A CROTONE L’ULTIMO SALUTO ALLA PICCOLA TAISIIA

Lacrime, dolore e commozione nella Basilica Cattedrale di Crotone, dove padre Vasil guida spirituale della comunità ucraina crotonese ha celebrato i funerali della piccola Taisiia, la bimba di 5 anni travolta e uccisa domenica sera da un furgone condotto da un diciottenne, ora in carcere per omicidio stradale aggravato.

Taisiia è il simbolo di pace, di unità della chiesa cristiana e bizantina – ha detto il parroco nell’omelia. Simbolo di unità in una tragedia, quella che noi viviamo in Ucraina da otto anni e della tragedia avvenuta a Cantorato“.
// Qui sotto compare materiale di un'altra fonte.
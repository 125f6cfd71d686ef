//! 사용자 설정(JSON) 로딩/병합 모듈.
//! 여러 경로의 설정을 우선순위대로 병합하고, 실행 진단용 정보를 함께 제공한다.

mod inspection;
mod loader;
mod resolve;

use anyhow::Result;

use crate::application::config::Config;

pub use inspection::{ConfigInspection, EffectiveProvider};
pub use loader::{CONFIG_ENV, config_paths};
pub use resolve::{resolve_api_key, resolve_api_key_with};

/// 병합된 최종 설정을 로딩한다.
pub fn load() -> Result<Config> {
    Ok(loader::load_merged_config()?.config)
}

/// 디버깅/진단용 설정 정보를 구성한다.
pub fn inspect() -> Result<ConfigInspection> {
    let loaded = loader::load_merged_config()?;
    Ok(ConfigInspection::from_loaded(loaded))
}

/// 설정 진단 결과를 사람이 읽기 쉬운 JSON으로 반환한다.
pub fn inspect_pretty_json() -> Result<String> {
    Ok(serde_json::to_string_pretty(&inspect()?)?)
}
Non possiamo stare in silenzio – ha aggiunto il religioso – così come anche in Ucraina noi soffriamo per un bullo e tutti sono stati in silenzio ed ora ci fanno le condoglianze mentre la gente viene uccisa. Bambini e adulti che sono sempre figli di qualcuno“.

Alla messa hanno preso parte il prefetto di Crotone, Maria Carolina Ippolito, il sindaco di Crotone Vincenzo Voce, che ha proclamato il lutto cittadino, il questore Marco Giambra, i vertici militari e la piccola comunità ucraina di Crotone che si è stretta attorno ai genitori della bimba.